*INSTRUCTIONS TO FOLLOW:*
Retype the complete listing exactly as it appears.

====== SUPPLIED DATA

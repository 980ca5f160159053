//! Certification test execution with retry-and-recover semantics.
//!
//! Each test case runs as a subprocess against the live DUT. Success is
//! detected by scanning the combined output for a fixed sentinel emitted
//! by the test scripts; a failed attempt triggers environment cleanup, a
//! device factory reset, and a bounded retry.

use crate::dut::{factory_reset, Dut};
use crate::manifest::TestCase;
use crate::Result;
use serde::{Deserialize, Serialize};
use std::path::PathBuf;
use std::process::Stdio;
use std::time::Duration;
use tokio::process::Command;
use tracing::{debug, info, warn};

/// Success sentinel emitted by the certification test scripts.
///
/// Fragile contract with the external scripts: their output contains
/// this literal line only on a passing run. Single point of change.
const PASS_SENTINEL: &str = "INFO:root:Final result: PASS !";

/// Whether captured test output indicates a passing run.
pub fn output_indicates_pass(output: &str) -> bool {
    output.contains(PASS_SENTINEL)
}

/// Terminal outcome of one test case.
#[derive(Debug, Clone, Copy, PartialEq, Eq, Serialize, Deserialize)]
#[serde(rename_all = "UPPERCASE")]
pub enum TestOutcome {
    Pass,
    Fail,
}

/// One row of the results table.
#[derive(Debug, Clone, PartialEq, Eq)]
pub struct TestResult {
    pub test_case_name: String,
    pub outcome: TestOutcome,
}

/// Runner tuning knobs.
#[derive(Debug, Clone)]
pub struct RunnerConfig {
    /// Total invocation attempts per test case.
    pub max_attempts: u32,

    /// Hard deadline for one test invocation.
    pub test_timeout_secs: u64,

    /// Wait between a failed attempt and its retry.
    pub retry_backoff_secs: u64,

    /// Wait after every test case, pass or fail.
    pub post_test_delay_secs: u64,

    /// Scratch directories wiped between attempts.
    pub cleanup_dirs: Vec<PathBuf>,
}

impl Default for RunnerConfig {
    fn default() -> Self {
        RunnerConfig {
            max_attempts: 2,
            test_timeout_secs: 1800,
            retry_backoff_secs: 5,
            post_test_delay_secs: 5,
            cleanup_dirs: vec![
                PathBuf::from("/tmp/chip_storage"),
                PathBuf::from("/tmp/chip_logs"),
            ],
        }
    }
}

/// Run one shell command and return its combined stdout+stderr.
///
/// A spawn failure, non-zero exit, or timeout all surface the same way:
/// whatever output was captured simply will not contain the pass
/// sentinel. Infra errors and test failures are deliberately not
/// distinguished.
async fn capture_test_output(command: &str, timeout_secs: u64) -> String {
    let child = Command::new("sh")
        .arg("-c")
        .arg(command)
        .stdout(Stdio::piped())
        .stderr(Stdio::piped())
        .kill_on_drop(true)
        .spawn();

    let child = match child {
        Ok(child) => child,
        Err(e) => {
            warn!(command, error = %e, "failed to spawn test command");
            return String::new();
        }
    };

    let output = match tokio::time::timeout(
        Duration::from_secs(timeout_secs),
        child.wait_with_output(),
    )
    .await
    {
        Ok(Ok(output)) => output,
        Ok(Err(e)) => {
            warn!(command, error = %e, "test command could not be awaited");
            return String::new();
        }
        Err(_) => {
            warn!(command, timeout_secs, "test command timed out");
            return String::new();
        }
    };

    let mut combined = String::from_utf8_lossy(&output.stdout).to_string();
    combined.push_str(&String::from_utf8_lossy(&output.stderr));
    combined
}

/// Remove the configured scratch directories, best-effort.
fn cleanup_environment(config: &RunnerConfig) {
    for dir in &config.cleanup_dirs {
        match std::fs::remove_dir_all(dir) {
            Ok(()) => debug!(dir = %dir.display(), "removed scratch directory"),
            Err(e) if e.kind() == std::io::ErrorKind::NotFound => {}
            Err(e) => debug!(dir = %dir.display(), error = %e, "scratch cleanup failed"),
        }
    }
}

/// Execute one test case to a terminal outcome.
///
/// State machine per attempt: run the subprocess, scan for the sentinel.
/// Pass ends the loop; a failed attempt cleans the environment, factory
/// resets the device, and backs off before retrying, up to
/// `max_attempts` total invocations.
///
/// Post-condition regardless of outcome: the device is factory reset and
/// the runner sleeps `post_test_delay_secs`, so the next test starts
/// from a clean device state.
pub async fn run_test_case(
    dut: &mut dyn Dut,
    case: &TestCase,
    config: &RunnerConfig,
) -> Result<TestResult> {
    let mut outcome = TestOutcome::Fail;

    for attempt in 1..=config.max_attempts {
        info!(test = %case.name, attempt, "running certification test");
        let output = capture_test_output(&case.command, config.test_timeout_secs).await;

        if output_indicates_pass(&output) {
            info!(test = %case.name, attempt, "test passed");
            cleanup_environment(config);
            outcome = TestOutcome::Pass;
            break;
        }

        warn!(test = %case.name, attempt, "test failed");
        cleanup_environment(config);

        if attempt < config.max_attempts {
            factory_reset(dut).await?;
            tokio::time::sleep(Duration::from_secs(config.retry_backoff_secs)).await;
        }
    }

    factory_reset(dut).await?;
    tokio::time::sleep(Duration::from_secs(config.post_test_delay_secs)).await;

    Ok(TestResult {
        test_case_name: case.name.clone(),
        outcome,
    })
}

/// Run an ordered list of test cases, strictly in manifest order.
///
/// Each case independently reaches a terminal outcome; a failure never
/// aborts the remaining cases.
pub async fn run_all(
    dut: &mut dyn Dut,
    cases: &[TestCase],
    config: &RunnerConfig,
) -> Result<Vec<TestResult>> {
    let mut results = Vec::with_capacity(cases.len());
    for case in cases {
        let result = run_test_case(dut, case, config).await?;
        results.push(result);
    }
    Ok(results)
}

/// Split the ordered test list into two statically pre-assigned halves.
///
/// The first chunk takes `min(N, N/2 + 1)` entries, the second the rest.
/// Deterministic for a given manifest, so two parallel CI jobs always
/// agree on the partition.
pub fn split_chunks(cases: &[TestCase]) -> (&[TestCase], &[TestCase]) {
    let mid = (cases.len() / 2 + 1).min(cases.len());
    cases.split_at(mid)
}

/// Pick the chunk this process owns. Unknown ids fall back to chunk 1.
pub fn select_chunk<'a>(cases: &'a [TestCase], chunk_id: &str) -> &'a [TestCase] {
    let (first, second) = split_chunks(cases);
    match chunk_id {
        "2" => second,
        _ => first,
    }
}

============

*EXPECTED OUTPUT:*
repository 980ca5f160159053
//! Certification test execution with retry-and-recover semantics.
//!
//! Each test case runs as a subprocess against the live DUT. Success is
//! detected by scanning the combined output for a fixed sentinel emitted
//! by the test scripts; a failed attempt triggers environment cleanup, a
//! device factory reset, and a bounded retry.

use crate::dut::{factory_reset, Dut};
use crate::manifest::TestCase;
use crate::Result;
use serde::{Deserialize, Serialize};
use std::path::PathBuf;
use std::process::Stdio;
use std::time::Duration;
use tokio::process::Command;
use tracing::{debug, info, warn};

/// Success sentinel emitted by the certification test scripts.
///
/// Fragile contract with the external scripts: their output contains
/// this literal line only on a passing run. Single point of change.
const PASS_SENTINEL: &str = "INFO:root:Final result: PASS !";

/// Whether captured test output indicates a passing run.
pub fn output_indicates_pass(output: &str) -> bool {
    output.contains(PASS_SENTINEL)
}

/// Terminal outcome of one test case.
#[derive(Debug, Clone, Copy, PartialEq, Eq, Serialize, Deserialize)]
#[serde(rename_all = "UPPERCASE")]
pub enum TestOutcome {
    Pass,
    Fail,
}

/// One row of the results table.
#[derive(Debug, Clone, PartialEq, Eq)]
pub struct TestResult {
    pub test_case_name: String,
    pub outcome: TestOutcome,
}

/// Runner tuning knobs.
#[derive(Debug, Clone)]
pub struct RunnerConfig {
    /// Total invocation attempts per test case.
    pub max_attempts: u32,

    /// Hard deadline for one test invocation.
    pub test_timeout_secs: u64,

    /// Wait between a failed attempt and its retry.
    pub retry_backoff_secs: u64,

    /// Wait after every test case, pass or fail.
    pub post_test_delay_secs: u64,

    /// Scratch directories wiped between attempts.
    pub cleanup_dirs: Vec<PathBuf>,
}

impl Default for RunnerConfig {
    fn default() -> Self {
        RunnerConfig {
            max_attempts: 2,
            test_timeout_secs: 1800,
            retry_backoff_secs: 5,
            post_test_delay_secs: 5,
            cleanup_dirs: vec![
                PathBuf::from("/tmp/chip_storage"),
                PathBuf::from("/tmp/chip_logs"),
            ],
        }
    }
}

/// Run one shell command and return its combined stdout+stderr.
///
/// A spawn failure, non-zero exit, or timeout all surface the same way:
/// whatever output was captured simply will not contain the pass
/// sentinel. Infra errors and test failures are deliberately not
/// distinguished.
async fn capture_test_output(command: &str, timeout_secs: u64) -> String {
    let child = Command::new("sh")
        .arg("-c")
        .arg(command)
        .stdout(Stdio::piped())
        .stderr(Stdio::piped())
        .kill_on_drop(true)
        .spawn();

    let child = match child {
        Ok(child) => child,
        Err(e) => {
            warn!(command, error = %e, "failed to spawn test command");
            return String::new();
        }
    };

    let output = match tokio::time::timeout(
        Duration::from_secs(timeout_secs),
        child.wait_with_output(),
    )
    .await
    {
        Ok(Ok(output)) => output,
        Ok(Err(e)) => {
            warn!(command, error = %e, "test command could not be awaited");
            return String::new();
        }
        Err(_) => {
            warn!(command, timeout_secs, "test command timed out");
            return String::new();
        }
    };

    let mut combined = String::from_utf8_lossy(&output.stdout).to_string();
    combined.push_str(&String::from_utf8_lossy(&output.stderr));
    combined
}

/// Remove the configured scratch directories, best-effort.
fn cleanup_environment(config: &RunnerConfig) {
    for dir in &config.cleanup_dirs {
        match std::fs::remove_dir_all(dir) {
            Ok(()) => debug!(dir = %dir.display(), "removed scratch directory"),
            Err(e) if e.kind() == std::io::ErrorKind::NotFound => {}
            Err(e) => debug!(dir = %dir.display(), error = %e, "scratch cleanup failed"),
        }
    }
}

/// Execute one test case to a terminal outcome.
///
/// State machine per attempt: run the subprocess, scan for the sentinel.
/// Pass ends the loop; a failed attempt cleans the environment, factory
/// resets the device, and backs off before retrying, up to
/// `max_attempts` total invocations.
///
/// Post-condition regardless of outcome: the device is factory reset and
/// the runner sleeps `post_test_delay_secs`, so the next test starts
/// from a clean device state.
pub async fn run_test_case(
    dut: &mut dyn Dut,
    case: &TestCase,
    config: &RunnerConfig,
) -> Result<TestResult> {
    let mut outcome = TestOutcome::Fail;

    for attempt in 1..=config.max_attempts {
        info!(test = %case.name, attempt, "running certification test");
        let output = capture_test_output(&case.command, config.test_timeout_secs).await;

        if output_indicates_pass(&output) {
            info!(test = %case.name, attempt, "test passed");
            cleanup_environment(config);
            outcome = TestOutcome::Pass;
            break;
        }

        warn!(test = %case.name, attempt, "test failed");
        cleanup_environment(config);

        if attempt < config.max_attempts {
            factory_reset(dut).await?;
            tokio::time::sleep(Duration::from_secs(config.retry_backoff_secs)).await;
        }
    }

    factory_reset(dut).await?;
    tokio::time::sleep(Duration::from_secs(config.post_test_delay_secs)).await;

    Ok(TestResult {
        test_case_name: case.name.clone(),
        outcome,
    })
}

/// Run an ordered list of test cases, strictly in manifest order.
///
/// Each case independently reaches a terminal outcome; a failure never
/// aborts the remaining cases.
pub async fn run_all(
    dut: &mut dyn Dut,
    cases: &[TestCase],
    config: &RunnerConfig,
) -> Result<Vec<TestResult>> {
    let mut results = Vec::with_capacity(cases.len());
    for case in cases {
        let result = run_test_case(dut, case, config).await?;
        results.push(result);
    }
    Ok(results)
}

/// Split the ordered test list into two statically pre-assigned halves.
///
/// The first chunk takes `min(N, N/2 + 1)` entries, the second the rest.
/// Deterministic for a given manifest, so two parallel CI jobs always
/// agree on the partition.
pub fn split_chunks(cases: &[TestCase]) -> (&[TestCase], &[TestCase]) {
    let mid = (cases.len() / 2 + 1).min(cases.len());
    cases.split_at(mid)
}

/// Pick the chunk this process owns. Unknown ids fall back to chunk 1.
pub fn select_chunk<'a>(cases: &'a [TestCase], chunk_id: &str) -> &'a [TestCase] {
    let (first, second) = split_chunks(cases);
    match chunk_id {
        "2" => second,
        _ => first,
    }
}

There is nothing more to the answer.